Going Up

Lobby Hero could be tighter, but it's still a thrill

Mar 30, 2005 at 4:00 am
Talk about getting into a play: Kenneth Lonergan's Lobby Hero, this season's final Studio offering at the St. Louis Rep, is set mostly in the lobby of a highrise apartment building in Manhattan. In order to reach their seats in the Emerson Studio Theater, viewers must enter through the apartment building's handsome front door and pass across the lobby -- i.e., the stage.

Ostensibly, the plot centers on Jeff, a loquacious loser who works the graveyard shift as a security guard. Jeff is easygoing (except when people mistake him for a doorman); he likes to lay on the charm. The problem is, he talks too much -- both for his own good and for the play's. As Jeff gabs on and on with his harried supervisor, the opening scene plods through seemingly interminable exposition. Nor is all this blather helped by arbitrary blocking that first has Jeff seated, then has him standing, then crossing left, then moving right, all to little purpose.

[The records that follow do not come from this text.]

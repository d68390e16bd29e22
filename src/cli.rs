/// CLI argument parsing and command handling.
use std::path::{Path, PathBuf};
use std::time::Duration;

use anyhow::{Result, bail};
use clap::{Parser, Subcommand};

use crate::config::Config;
use crate::session::format_duration;
use crate::store::{self, LoadOutcome};
use crate::types::{LogEntry, Shift, TimeFormat};

#[derive(Parser)]
#[command(
    name = "timestudy",
    version,
    about = "Timestudy - A terminal-based cyclic work measurement tool"
)]
pub struct Cli {
    #[command(subcommand)]
    pub command: Option<Command>,

    /// Project to record, skips the project prompt
    #[arg(short = 'p', long = "project", global = true)]
    pub project: Option<String>,

    /// Shift number (1-3), skips the shift prompt
    #[arg(short = 's', long = "shift", value_parser = clap::value_parser!(u8).range(1..=3))]
    pub shift: Option<u8>,

    /// Directory holding the CSV logs
    #[arg(short = 'd', long = "data-dir", global = true)]
    pub data_dir: Option<PathBuf>,

    /// Path to the config file
    #[arg(short = 'c', long = "config", global = true)]
    pub config: Option<PathBuf>,
}

impl Cli {
    pub fn shift(&self) -> Option<Shift> {
        self.shift.and_then(Shift::from_number)
    }
}

#[derive(Subcommand, Debug)]
pub enum Command {
    /// List projects that already have a log in the data directory
    Projects,
    /// Print per-element statistics for a log file
    Summary {
        /// Log file, defaults to the single-file log of --project
        file: Option<PathBuf>,
    },
}

/// Execute a CLI command.
pub fn run(
    command: Command,
    project: Option<&str>,
    config: &Config,
    data_dir: &Path,
) -> Result<()> {
    match command {
        Command::Projects => handle_projects(data_dir),
        Command::Summary { file } => {
            let path = match (file, project) {
                (Some(file), _) => file,
                (None, Some(project)) => data_dir.join(store::log_file_name(
                    project,
                    config.save_mode,
                    chrono::Local::now().date_naive(),
                )),
                (None, None) => bail!("pass a log file or --project"),
            };
            handle_summary(&path, config.time_format)
        }
    }
}

fn handle_projects(data_dir: &Path) -> Result<()> {
    let projects = store::list_projects(data_dir)?;
    if projects.is_empty() {
        println!("No projects found in {}", data_dir.display());
        return Ok(());
    }
    for project in projects {
        println!("{project}");
    }
    Ok(())
}

fn handle_summary(path: &Path, format: TimeFormat) -> Result<()> {
    let entries = match store::read_log(path) {
        LoadOutcome::Loaded(entries) => entries,
        LoadOutcome::Missing => bail!("log file {} not found", path.display()),
        LoadOutcome::Malformed(reason) => bail!("could not read {}: {reason}", path.display()),
    };
    if entries.is_empty() {
        println!("{} has no entries.", path.display());
        return Ok(());
    }

    println!(
        "{:<24} {:>5} {:>14} {:>14}",
        "Element", "Count", "Total", "Mean"
    );
    let mut grand_total = Duration::ZERO;
    for summary in summarize(&entries) {
        grand_total += summary.total;
        println!(
            "{:<24} {:>5} {:>14} {:>14}",
            summary.element,
            summary.count,
            format_duration(summary.total, format),
            format_duration(summary.mean(), format),
        );
    }
    println!(
        "{:<24} {:>5} {:>14}",
        "All",
        entries.len(),
        format_duration(grand_total, format)
    );
    Ok(())
}

#[derive(Debug, PartialEq, Eq)]
struct ElementSummary {
    element: String,
    count: u32,
    total: Duration,
}

impl ElementSummary {
    fn mean(&self) -> Duration {
        self.total / self.count.max(1)
    }
}

/// Groups entries by element, in order of first appearance.
fn summarize(entries: &[LogEntry]) -> Vec<ElementSummary> {
    let mut summaries: Vec<ElementSummary> = Vec::new();
    for entry in entries {
        let duration = Duration::from_millis(entry.duration_millis());
        match summaries.iter_mut().find(|s| s.element == entry.element) {
            Some(summary) => {
                summary.count += 1;
                summary.total += duration;
            }
            None => summaries.push(ElementSummary {
                element: entry.element.clone(),
                count: 1,
                total: duration,
            }),
        }
    }
    summaries
}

Then something magical happens. The action briefly moves to a city street. A veteran police officer and his rookie partner (who in this nocturnal play is a little too obviously named Dawn) enter into a playing space so tight that they can barely move. So there's no blocking. They simply stand there and converse. They're real; nobody's "acting." The audience is almost an eavesdropper. The play becomes instantly gripping, and remains so till the end of Act One. When the lights rise on Act Two, here we go again: Jeff is indulging in too much conversation; the script begins to feel padded. Yet as soon as the two police officers enter, the plot again kicks in and never lets go.

Although brutality lurks just outside this elegant refuge, Lobby Hero never resorts to obvious violence. There are no gunshots, just crackling dialogue. By evening's end it's clear that Lobby Hero is not really about Jeff; he just has the most lines. Rather, this tale of loneliness and fidelity is about all four of these disenfranchised characters. Each is being squeezed in a vise of his or her own making. Their dilemmas intertwine in a superbly structured conundrum with nearly as many twists as a Hitchcock thriller.

As Jeff, Jim Butz becomes ever more persuasive as the evening proceeds. Ultimately he wins his battle of words, but it's a case of charm over verbiage. Rashaad Ernesto Green portrays Jeff's volatile boss. Green appeared last year in one of the Rep's mainstage productions, but apparently no one has told him that in this intimate studio space the audience is a lot closer. When he manages to control his performance, he's effective; when he hollers, he merely calls attention to himself. As the police officer, Lou Sumrall takes a potentially one-note role and transforms him into a riveting viper. Terrific work.

But Lobby Hero's real hero is the heroine. As wonderfully costumed by Elizabeth Eisloeffel, Tarah Flanagan's rookie cop is smothering before our very eyes. She's buried in blue; only her head and tiny hands peer out from beneath her unwieldy uniform. But head and hands are all that Flanagan needs to deliver a quirky, clenched performance that reveals complexities the simple-minded Dawn doesn't even know she has. Under Tom Martin's direction, Flanagan creates a completely realized character, both pathetic and valiant.

The lobby, designed by Christopher Pickart, is a stylish sanctuary protected -- or so one would think -- by closed- circuit TV screens and elliptical mirrors. Typical of Pickart's sets, everything on stage enhances the story, from the quaint chandelier right down to the shiny black-and-white squares of the linoleum floor that become a kind of high-stakes chessboard. But in the metaphorical chess game that plays out in Lobby Hero, there are no kings or queens, merely pawns.